By Lelia Lyon

Cacao Chocolate — A Medicinal Food

Chocolate, Cocoa, Cacao, Theobroma cacao

Parts Used
Seeds from the fruit

Medicinal Properties
We all know chocolate as a yummy confection used to woo our mates during the valentine season. But the plant that chocolate treats come from (the theoboroma tree) offers much more than a happy mouth. The chocolate tree has a long history dating as far back as 2000 BCE, used as a medicinal food and revered as a gift from the Gods. In its purest state, the seeds of the fruit from the chocolate tree are fermented and either broken into bits (cacao nibs) or ground into a fine powder (cacao powder). These products are uncooked, and boast up to 1,200 different chemical constituents. Cacao has been studied extensively as a potent antioxidant, protecting the cells from oxidative damage, and protecting the blood vessels from the body's inflammatory chemicals. Additionally cacao is bitter, marking it as a mild astringent useful as a tonic, and is also high in minerals. We may be familiar with the joy that eating chocolate can produce. It is the result of the amino acids and photochemical within the cacao that modulate our neurotransmitters; stimulating happy bliss and even encouraging the production of PEA, the "love chemical."

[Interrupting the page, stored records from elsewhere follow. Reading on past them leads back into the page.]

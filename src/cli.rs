use std::{
    fmt::{Display, Formatter, Result as FmtResult},
    path::PathBuf,
};

use clap::{Parser, Subcommand};
use log::LevelFilter;

use sabayon_api::constants::INSTALL_CONFIG_PATH_DEFAULT;

use crate::INSTALLER_VERSION;

#[derive(Parser, Debug)]
#[clap(version = INSTALLER_VERSION)]
pub struct Cli {
    /// Logging verbosity [OFF, ERROR, WARN, INFO, DEBUG, TRACE]
    #[arg(global = true, short, long, default_value_t = LevelFilter::Debug)]
    pub verbosity: LevelFilter,

    #[clap(subcommand)]
    pub command: Commands,
}

#[derive(Subcommand, Debug)]
pub enum Commands {
    /// Install Sabayon from the live image onto the target root
    Install {
        /// The install configuration to apply
        #[clap(index = 1, default_value = INSTALL_CONFIG_PATH_DEFAULT)]
        config: PathBuf,

        /// Path to save an eventual fatal error
        #[clap(short, long)]
        error: Option<PathBuf>,
    },

    /// Validate the provided install configuration
    Validate {
        /// Path to an install configuration file
        #[clap(index = 1, default_value = INSTALL_CONFIG_PATH_DEFAULT)]
        config: PathBuf,
    },

    /// List the install classes offered by the live image
    Classes,

    /// Write the network configuration of an installed target
    Network {
        /// The install configuration to apply
        #[clap(index = 1, default_value = INSTALL_CONFIG_PATH_DEFAULT)]
        config: PathBuf,
    },

    /// Copy the live image onto the target root without configuring it
    Copy {
        /// The install configuration to apply
        #[clap(index = 1, default_value = INSTALL_CONFIG_PATH_DEFAULT)]
        config: PathBuf,

        /// Path to save an eventual fatal error
        #[clap(short, long)]
        error: Option<PathBuf>,
    },
}

impl Commands {
    pub fn name(&self) -> &'static str {
        match self {
            Commands::Install { .. } => "install",
            Commands::Validate { .. } => "validate",
            Commands::Classes => "classes",
            Commands::Network { .. } => "network",
            Commands::Copy { .. } => "copy",
        }
    }

    /// Whether the command changes the target and must leave a log behind.
    pub fn writes_target(&self) -> bool {
        matches!(
            self,
            Commands::Install { .. } | Commands::Network { .. } | Commands::Copy { .. }
        )
    }
}

impl Display for Commands {
    fn fmt(&self, f: &mut Formatter<'_>) -> FmtResult {
        write!(f, "{}", self.name())
    }
}

#[cfg(test)]
mod tests {
    use super::*;

    #[test]
    fn test_parse_install() {
        let cli = Cli::parse_from([
            "sabayon-installer",
            "-v",
            "info",
            "install",
            "/tmp/config.yaml",
            "--error",
            "/tmp/error.yaml",
        ]);
        assert_eq!(cli.verbosity, LevelFilter::Info);
        match cli.command {
            Commands::Install { config, error } => {
                assert_eq!(config, PathBuf::from("/tmp/config.yaml"));
                assert_eq!(error, Some(PathBuf::from("/tmp/error.yaml")));
            }
            other => panic!("Unexpected command {other}"),
        }
    }

    #[test]
    fn test_defaults() {
        let cli = Cli::parse_from(["sabayon-installer", "validate"]);
        assert_eq!(cli.verbosity, LevelFilter::Debug);
        match &cli.command {
            Commands::Validate { config } => {
                assert_eq!(config, &PathBuf::from(INSTALL_CONFIG_PATH_DEFAULT))
            }
            other => panic!("Unexpected command {other}"),
        }
        assert!(!cli.command.writes_target());

        let cli = Cli::parse_from(["sabayon-installer", "classes"]);
        assert_eq!(cli.command.to_string(), "classes");
    }
}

Preparation and Application
Rebecca's sells the organic, raw cacao nibs and powder. They can be used infused into teas, and are wonderful in foods and body care applications. We also sell cocoa butter; an edible fat and a wonderful butter to moisturize and protect the skin.


Raw Chocolate
This is a versatile recipe that you can add a variety of ingredients to change the flavor and even add medicinal value to. Heat it on as low heat as possible to preserve the nutrients.

1/2 cup finely chopped cocoa butter
1 Tablespoon coconut oil
1/4 cup agave nectar
1/2 cup cacao powder
1 Tablespoons cacao nibs, crushed in a mortar and pestle
1 Tablespoon rose hips, crushed in a mortar and pestle
Pinch of sea salt

Melt the butter, oil and agave nectar in a double boiler over steaming water. Add the rest of the ingredients and whisk until smooth. Pour into flexible mold or pan that you have oiled with more coconut butter and let cool. Pop out the chocolate and cut into pieces. You may need to put the mold into warm water for a minute to loosen the chocolate.

Decadent Cacao and Rose Mask
This mask can be used on the face and neck to tone and stimulate the skin.

1 Tablespoon rhassoul clay
1 Tablespoon cacao powder
1 teaspoon crushed rose petals
1 Tablespoon glycerin or honey
1 drop roman chamomile (optional, but very nice)
Rose water

Mix the clay and herbs together, add the glycerin or honey, essential oil and enough rose water to moisten the powder into a thin paste. Apply to cleansed skin, sit back with a cup of sweet love tea and relax. When the mask is dry remove with a warm wet wash cloth and moisture your skin. We suggest a little rose hip seed oil or our precious face serum.